A leitora Maria Lúcia N. Tavares, em mensagem enviada à
revista, indaga-nos:
Qual é, na verdade, a posição de Allan Kardec com
relação aos ensinamentos espíritas face ao avanço da
ciência? Se a doutrina dos espíritos ficar estagnada no
que foi estabelecido em meados do século 19, existe
algum perigo de se ver ridicularizada ou paralisada no
tempo, como acontece com determinadas igrejas que
parecem agir na contramão do progresso científico?
São duas as proposições apresentadas pela leitora.
Quanto à posição de Kardec com relação ao avanço
científico, eis o que ele escreveu:
“O Espiritismo (...) não estabelece como princípio
absoluto senão o que se acha evidentemente demonstrado,
ou o que ressalta logicamente da observação. Entendendo
com todos os ramos da economia social, aos quais dá o
apoio das suas próprias descobertas, assimilará sempre
todas as doutrinas progressivas, de qualquer ordem que
sejam, desde que hajam assumido o estado de verdades
práticas e abandonado o domínio da utopia, sem o que ele
se suicidaria. Deixando de ser o que é, mentiria à sua
origem e ao seu fim providencial. Caminhando de par com
o progresso, o Espiritismo jamais será ultrapassado,
porque, se novas descobertas lhe demonstrassem estar em
erro acerca de um ponto qualquer, ele se modificaria
nesse ponto. Se uma verdade nova se revelar, ele a
aceitará.” (A Gênese, cap. I, item 55.)
O entendimento acima foi reiterado pelo codificador da
doutrina espírita em outro momento da mesma obra,
quando, linhas adiante, afirmou que as religiões, e não
apenas a doutrina espírita, devem caminhar lado a lado
com a Ciência.
Em um texto que ele inseriu no cap. IV, Kardec lembra
que as religiões jamais ganharam coisa alguma em
sustentar erros manifestos.
O raciocínio é muito simples. A missão da Ciência é
descobrir as leis da Natureza. Ora, sendo essas leis
obra de Deus, não podem ser contrárias às religiões que
se baseiem na verdade. Dessa forma, lançar anátema ao
progresso, por atentatório à religião, é lançá-lo à
própria obra de Deus.
Trata-se, aliás, de um trabalho inútil porque nem todos
os anátemas do mundo são capazes de obstar a que a
Ciência avance e a verdade abra caminho. Se a Religião
se nega a avançar com a Ciência, esta avançará sozinha.

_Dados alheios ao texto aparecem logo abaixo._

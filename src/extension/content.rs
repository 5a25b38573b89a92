//! Content-script side: analyzes the live document and reports to the
//! background.

use tracing::{debug, info, warn};

use super::channel::{ChannelError, MessageChannel};
use super::messages::{ExtensionMessage, MessageSender};
use crate::analysis::{AnalysisError, PageAnalyzer};
use crate::browser::DomAccessor;
use crate::config::AnalyzerSettings;
use crate::detection::{install_interception, CanvasApi, InterceptedCanvasApi, InterceptionSettings};
use crate::report::AnalysisReport;

/// Failure of a content-script run.
#[derive(Debug, thiserror::Error)]
pub enum ContentScriptError {
    #[error(transparent)]
    Analysis(#[from] AnalysisError),

    #[error(transparent)]
    Channel(#[from] ChannelError),
}

/// The content script running in one tab.
pub struct ContentScript {
    analyzer: PageAnalyzer,
    channel: MessageChannel,
    sender: MessageSender,
    interception: InterceptionSettings,
}

impl ContentScript {
    /// Creates a content script posting to `channel` as `sender`.
    pub fn new(channel: MessageChannel, sender: MessageSender) -> Self {
        Self {
            analyzer: PageAnalyzer::new(),
            channel,
            sender,
            interception: InterceptionSettings::default(),
        }
    }

    pub fn with_analyzer(mut self, analyzer: PageAnalyzer) -> Self {
        self.analyzer = analyzer;
        self
    }

    /// Takes the canvas watch delay from `settings`.
    pub fn with_settings(mut self, settings: &AnalyzerSettings) -> Self {
        self.interception = InterceptionSettings::from(settings);
        self
    }

    pub fn with_interception(mut self, interception: InterceptionSettings) -> Self {
        self.interception = interception;
        self
    }

    pub fn interception(&self) -> &InterceptionSettings {
        &self.interception
    }

    /// Analyzes the document and posts a `TRACKER_DETECTED` message.
    ///
    /// Returns the posted report.
    pub async fn run(&self, accessor: &dyn DomAccessor) -> Result<AnalysisReport, ContentScriptError> {
        let report = self.analyzer.analyze_document(accessor).await?;
        info!(
            "Detected {} third-party domain(s) on {}",
            report.summary().total_third_party_domains,
            report.url()
        );

        self.channel.post_message(
            ExtensionMessage::TrackerDetected {
                data: report.clone(),
            },
            self.sender.clone(),
        )?;
        Ok(report)
    }

    /// Installs canvas interception that posts every observation as a
    /// `CANVAS_FINGERPRINT` message.
    ///
    /// Returns `None` if the host has no canvas APIs.
    pub fn install_canvas_monitor<A: CanvasApi>(&self, api: Option<A>) -> Option<InterceptedCanvasApi<A>> {
        let channel = self.channel.clone();
        let sender = self.sender.clone();

        install_interception(api, self.interception.clone(), move |event| {
            debug!("Posting canvas {} observation", event.method);
            let message = ExtensionMessage::CanvasFingerprint { data: event };
            if let Err(e) = channel.post_message(message, sender.clone()) {
                warn!("Dropped canvas observation: {}", e);
            }
        })
    }
}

Somente as religiões estacionárias podem, pois, temer as
descobertas da Ciência, as quais só são funestas àquelas
que se deixam distanciar pelas ideias progressistas,
imobilizando-se no absolutismo de suas crenças. Agindo
assim, demonstram fazer mesquinha ideia da Divindade,
visto que não compreendem que assimilar as leis da
Natureza, que a Ciência revela, é glorificar a Deus em
suas obras. (Cf. A Gênese, cap. IV, itens 9 e
10.)
Quanto à segunda proposição, entendemos que é um exagero
dizer que o Espiritismo possa ser um dia ridicularizado
pela Ciência, uma vez que seus fundamentos, ao
contrário, têm sido fortalecidos e não enfraquecidos com
o passar dos anos.
Imortalidade da alma, pluralidade das existências,
comunicação com os mortos, existência de vida em outros
mundos – são princípios fundamentais do Espiritismo que
ganham a cada dia novos adeptos, pela força dos
fenômenos e pelo avanço do conhecimento científico. As
pesquisas conduzidas seriamente, os filmes, as novelas,
as séries de TV, livros de autores encarnados e
desencarnados, tanto quanto os congressos na área
médico-espírita, provam isso.
Não podemos ignorar que a Doutrina Espírita foi
codificada há mais de 160 anos em uma época em que nem
luz elétrica havia. Surgiram depois disso a eletrônica,
a teoria da relatividade, a física quântica, o avião, as
viagens espaciais, a TV, o cinema, o rádio, o
computador, a internet... Nada, porém, foi capaz de
balançar um só dos fundamentos espíritas, contrariamente
ao que ocorre com as chamadas religiões dogmáticas, que
têm dificuldade em conciliar seus dogmas com o avanço
vertiginoso do conhecimento científico e tecnológico.